◆ **Given entries**
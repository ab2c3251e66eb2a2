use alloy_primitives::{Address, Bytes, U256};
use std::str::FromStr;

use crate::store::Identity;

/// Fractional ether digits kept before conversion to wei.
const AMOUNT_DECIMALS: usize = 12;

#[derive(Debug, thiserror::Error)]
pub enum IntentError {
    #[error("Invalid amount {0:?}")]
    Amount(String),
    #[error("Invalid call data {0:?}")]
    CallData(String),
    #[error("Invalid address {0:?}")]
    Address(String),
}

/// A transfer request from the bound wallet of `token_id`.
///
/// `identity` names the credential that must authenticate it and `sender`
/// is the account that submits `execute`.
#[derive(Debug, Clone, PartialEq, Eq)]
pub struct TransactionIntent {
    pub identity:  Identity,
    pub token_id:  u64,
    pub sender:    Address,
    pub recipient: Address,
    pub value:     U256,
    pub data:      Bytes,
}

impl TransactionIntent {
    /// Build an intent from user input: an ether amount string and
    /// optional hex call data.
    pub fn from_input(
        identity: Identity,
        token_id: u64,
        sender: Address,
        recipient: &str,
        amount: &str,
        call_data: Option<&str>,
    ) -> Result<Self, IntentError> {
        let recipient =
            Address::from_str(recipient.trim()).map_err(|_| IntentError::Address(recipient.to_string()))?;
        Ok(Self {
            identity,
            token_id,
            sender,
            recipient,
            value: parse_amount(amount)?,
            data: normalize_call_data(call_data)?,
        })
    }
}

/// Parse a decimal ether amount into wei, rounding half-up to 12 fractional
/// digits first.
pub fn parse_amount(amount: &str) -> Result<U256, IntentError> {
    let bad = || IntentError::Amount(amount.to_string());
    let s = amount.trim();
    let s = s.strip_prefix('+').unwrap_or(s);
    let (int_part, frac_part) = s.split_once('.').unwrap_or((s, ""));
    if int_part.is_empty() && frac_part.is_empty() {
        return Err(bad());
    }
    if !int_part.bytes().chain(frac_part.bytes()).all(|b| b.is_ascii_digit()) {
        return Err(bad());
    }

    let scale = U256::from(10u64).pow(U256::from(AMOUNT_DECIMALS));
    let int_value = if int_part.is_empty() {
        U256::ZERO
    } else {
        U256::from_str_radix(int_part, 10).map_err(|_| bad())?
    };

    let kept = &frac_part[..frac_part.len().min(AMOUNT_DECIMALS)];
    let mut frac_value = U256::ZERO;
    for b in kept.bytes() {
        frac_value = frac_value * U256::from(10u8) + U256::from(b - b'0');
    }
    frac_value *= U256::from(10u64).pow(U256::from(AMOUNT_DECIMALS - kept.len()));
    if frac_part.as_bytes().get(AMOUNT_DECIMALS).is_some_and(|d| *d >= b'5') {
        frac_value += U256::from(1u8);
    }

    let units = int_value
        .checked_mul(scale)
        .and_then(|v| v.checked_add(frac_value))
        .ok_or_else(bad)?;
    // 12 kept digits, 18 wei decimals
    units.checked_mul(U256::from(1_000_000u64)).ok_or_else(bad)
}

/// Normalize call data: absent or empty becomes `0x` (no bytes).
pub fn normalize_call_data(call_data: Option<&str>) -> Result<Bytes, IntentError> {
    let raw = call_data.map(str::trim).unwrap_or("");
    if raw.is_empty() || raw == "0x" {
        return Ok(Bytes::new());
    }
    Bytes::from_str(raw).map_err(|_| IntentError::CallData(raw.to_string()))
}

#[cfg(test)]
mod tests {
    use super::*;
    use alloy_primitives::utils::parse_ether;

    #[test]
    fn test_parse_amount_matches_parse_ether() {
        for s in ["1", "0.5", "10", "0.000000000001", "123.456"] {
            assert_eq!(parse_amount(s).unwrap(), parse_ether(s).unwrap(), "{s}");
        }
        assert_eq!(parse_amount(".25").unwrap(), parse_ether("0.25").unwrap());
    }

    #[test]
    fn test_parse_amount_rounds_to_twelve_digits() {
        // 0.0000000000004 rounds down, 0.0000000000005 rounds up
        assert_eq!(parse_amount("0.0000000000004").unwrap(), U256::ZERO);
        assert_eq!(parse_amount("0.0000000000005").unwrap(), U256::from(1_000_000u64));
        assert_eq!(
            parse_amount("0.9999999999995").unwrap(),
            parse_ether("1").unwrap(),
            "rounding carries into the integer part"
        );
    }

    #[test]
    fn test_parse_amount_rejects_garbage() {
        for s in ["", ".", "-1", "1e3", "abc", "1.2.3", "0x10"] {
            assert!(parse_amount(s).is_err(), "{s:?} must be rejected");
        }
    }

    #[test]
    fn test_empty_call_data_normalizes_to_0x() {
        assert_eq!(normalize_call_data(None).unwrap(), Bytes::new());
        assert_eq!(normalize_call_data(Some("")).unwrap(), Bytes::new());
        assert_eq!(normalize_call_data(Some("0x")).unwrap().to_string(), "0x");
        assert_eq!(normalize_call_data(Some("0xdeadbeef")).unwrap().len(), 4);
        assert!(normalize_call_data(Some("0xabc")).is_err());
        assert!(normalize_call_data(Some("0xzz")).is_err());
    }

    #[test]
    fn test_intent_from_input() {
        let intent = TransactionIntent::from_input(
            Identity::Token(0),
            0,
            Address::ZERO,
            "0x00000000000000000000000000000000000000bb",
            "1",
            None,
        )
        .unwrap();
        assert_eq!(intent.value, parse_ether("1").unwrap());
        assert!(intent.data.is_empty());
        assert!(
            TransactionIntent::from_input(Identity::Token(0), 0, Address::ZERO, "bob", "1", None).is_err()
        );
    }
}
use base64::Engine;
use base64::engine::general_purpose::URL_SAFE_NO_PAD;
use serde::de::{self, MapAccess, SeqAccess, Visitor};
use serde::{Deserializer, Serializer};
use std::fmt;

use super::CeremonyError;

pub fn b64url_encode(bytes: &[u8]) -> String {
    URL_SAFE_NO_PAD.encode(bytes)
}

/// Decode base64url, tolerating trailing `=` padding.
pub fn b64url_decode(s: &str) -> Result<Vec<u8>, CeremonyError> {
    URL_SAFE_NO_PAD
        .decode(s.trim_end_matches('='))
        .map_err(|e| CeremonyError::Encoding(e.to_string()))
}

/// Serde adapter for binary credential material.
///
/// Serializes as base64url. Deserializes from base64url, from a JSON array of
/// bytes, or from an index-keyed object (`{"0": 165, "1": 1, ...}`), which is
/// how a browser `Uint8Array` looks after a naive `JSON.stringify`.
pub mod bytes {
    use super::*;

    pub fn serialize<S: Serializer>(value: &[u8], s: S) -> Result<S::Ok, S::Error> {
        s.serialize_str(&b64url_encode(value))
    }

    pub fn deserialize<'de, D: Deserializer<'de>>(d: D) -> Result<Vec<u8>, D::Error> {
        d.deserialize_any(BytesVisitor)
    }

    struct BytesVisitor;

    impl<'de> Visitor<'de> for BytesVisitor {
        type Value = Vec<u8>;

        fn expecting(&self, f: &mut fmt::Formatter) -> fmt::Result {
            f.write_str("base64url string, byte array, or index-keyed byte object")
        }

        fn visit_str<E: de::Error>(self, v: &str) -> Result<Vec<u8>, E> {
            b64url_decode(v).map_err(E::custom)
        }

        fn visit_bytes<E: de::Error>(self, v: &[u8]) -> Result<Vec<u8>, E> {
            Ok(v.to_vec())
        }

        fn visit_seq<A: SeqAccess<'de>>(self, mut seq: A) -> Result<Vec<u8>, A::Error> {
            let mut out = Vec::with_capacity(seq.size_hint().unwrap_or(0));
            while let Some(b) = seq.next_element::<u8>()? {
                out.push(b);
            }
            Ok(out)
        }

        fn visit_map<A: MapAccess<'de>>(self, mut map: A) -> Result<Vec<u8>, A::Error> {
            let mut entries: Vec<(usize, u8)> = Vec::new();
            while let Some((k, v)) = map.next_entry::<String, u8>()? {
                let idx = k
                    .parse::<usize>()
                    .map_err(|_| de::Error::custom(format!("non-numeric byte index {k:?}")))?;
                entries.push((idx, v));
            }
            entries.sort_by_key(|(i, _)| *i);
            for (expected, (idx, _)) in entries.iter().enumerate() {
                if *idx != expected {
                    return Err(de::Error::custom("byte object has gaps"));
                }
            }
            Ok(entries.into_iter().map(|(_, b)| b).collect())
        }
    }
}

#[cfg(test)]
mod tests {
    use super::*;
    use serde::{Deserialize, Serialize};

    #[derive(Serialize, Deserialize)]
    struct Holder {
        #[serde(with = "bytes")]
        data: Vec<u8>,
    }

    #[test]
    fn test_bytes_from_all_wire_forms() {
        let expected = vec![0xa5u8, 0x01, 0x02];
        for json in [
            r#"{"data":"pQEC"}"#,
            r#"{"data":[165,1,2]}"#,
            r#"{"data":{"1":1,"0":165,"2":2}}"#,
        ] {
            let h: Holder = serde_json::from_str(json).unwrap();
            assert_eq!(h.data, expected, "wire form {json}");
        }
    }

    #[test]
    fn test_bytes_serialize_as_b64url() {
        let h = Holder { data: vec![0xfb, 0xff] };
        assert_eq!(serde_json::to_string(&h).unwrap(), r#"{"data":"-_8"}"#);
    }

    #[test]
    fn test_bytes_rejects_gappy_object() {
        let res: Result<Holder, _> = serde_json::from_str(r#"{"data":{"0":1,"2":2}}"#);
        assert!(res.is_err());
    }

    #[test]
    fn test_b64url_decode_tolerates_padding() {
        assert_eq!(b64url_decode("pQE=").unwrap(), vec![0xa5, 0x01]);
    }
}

---

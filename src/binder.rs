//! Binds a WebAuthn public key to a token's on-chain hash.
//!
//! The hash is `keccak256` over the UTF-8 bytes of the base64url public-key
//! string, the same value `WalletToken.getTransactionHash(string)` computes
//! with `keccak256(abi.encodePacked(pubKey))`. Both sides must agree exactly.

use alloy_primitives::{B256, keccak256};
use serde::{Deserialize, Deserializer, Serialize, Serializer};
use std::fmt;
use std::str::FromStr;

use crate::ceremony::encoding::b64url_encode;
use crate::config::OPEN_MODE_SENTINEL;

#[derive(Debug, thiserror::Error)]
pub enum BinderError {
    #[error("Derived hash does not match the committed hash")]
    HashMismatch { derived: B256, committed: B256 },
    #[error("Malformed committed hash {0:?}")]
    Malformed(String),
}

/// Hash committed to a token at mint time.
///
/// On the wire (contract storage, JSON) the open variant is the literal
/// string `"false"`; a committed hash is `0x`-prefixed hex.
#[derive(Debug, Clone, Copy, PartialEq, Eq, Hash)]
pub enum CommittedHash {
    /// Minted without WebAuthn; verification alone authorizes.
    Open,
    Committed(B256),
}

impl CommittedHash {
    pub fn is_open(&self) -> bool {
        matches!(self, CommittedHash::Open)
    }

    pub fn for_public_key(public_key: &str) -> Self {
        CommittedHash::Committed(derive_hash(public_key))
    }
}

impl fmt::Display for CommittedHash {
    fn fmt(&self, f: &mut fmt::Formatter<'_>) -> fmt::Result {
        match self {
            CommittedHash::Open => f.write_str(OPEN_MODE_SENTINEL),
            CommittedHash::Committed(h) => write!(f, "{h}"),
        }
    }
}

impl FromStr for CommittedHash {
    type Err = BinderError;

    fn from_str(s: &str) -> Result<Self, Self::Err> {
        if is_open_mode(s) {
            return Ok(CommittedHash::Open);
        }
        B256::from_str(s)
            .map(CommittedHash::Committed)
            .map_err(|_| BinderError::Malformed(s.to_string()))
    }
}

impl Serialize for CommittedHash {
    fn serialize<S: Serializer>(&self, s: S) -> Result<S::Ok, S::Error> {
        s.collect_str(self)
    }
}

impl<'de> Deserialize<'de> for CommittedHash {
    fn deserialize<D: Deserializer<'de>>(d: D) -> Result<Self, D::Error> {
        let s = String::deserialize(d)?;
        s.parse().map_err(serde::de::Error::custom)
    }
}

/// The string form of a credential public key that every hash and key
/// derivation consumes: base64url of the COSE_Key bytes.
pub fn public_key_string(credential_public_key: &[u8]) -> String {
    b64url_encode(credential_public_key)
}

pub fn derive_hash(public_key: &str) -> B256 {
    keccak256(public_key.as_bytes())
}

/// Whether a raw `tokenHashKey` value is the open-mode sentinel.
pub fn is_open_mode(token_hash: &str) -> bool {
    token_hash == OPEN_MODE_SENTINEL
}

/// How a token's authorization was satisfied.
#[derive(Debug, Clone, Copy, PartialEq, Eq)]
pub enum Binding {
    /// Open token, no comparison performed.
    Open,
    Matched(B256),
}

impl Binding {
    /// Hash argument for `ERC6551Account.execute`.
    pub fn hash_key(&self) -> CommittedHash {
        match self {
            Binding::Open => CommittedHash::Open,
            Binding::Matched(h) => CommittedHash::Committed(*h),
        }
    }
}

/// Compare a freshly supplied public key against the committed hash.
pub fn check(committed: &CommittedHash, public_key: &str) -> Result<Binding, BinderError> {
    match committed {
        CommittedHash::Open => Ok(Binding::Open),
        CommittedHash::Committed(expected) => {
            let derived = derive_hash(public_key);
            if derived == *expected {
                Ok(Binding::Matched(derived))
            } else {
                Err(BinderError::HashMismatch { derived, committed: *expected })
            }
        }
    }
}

◆ **About this exercise**
Beginning at the line with "repository ab2c3251e66eb2a2" and ending at the line with "pub struct TransactionIntent", reproduce each line of the data above exactly, and add no other lines.

◆ **Completed task**
repository ab2c3251e66eb2a2
use alloy_primitives::{Address, Bytes, U256};
use std::str::FromStr;

use crate::store::Identity;

/// Fractional ether digits kept before conversion to wei.
const AMOUNT_DECIMALS: usize = 12;

#[derive(Debug, thiserror::Error)]
pub enum IntentError {
    #[error("Invalid amount {0:?}")]
    Amount(String),
    #[error("Invalid call data {0:?}")]
    CallData(String),
    #[error("Invalid address {0:?}")]
    Address(String),
}

/// A transfer request from the bound wallet of `token_id`.
///
/// `identity` names the credential that must authenticate it and `sender`
/// is the account that submits `execute`.
#[derive(Debug, Clone, PartialEq, Eq)]
pub struct TransactionIntent {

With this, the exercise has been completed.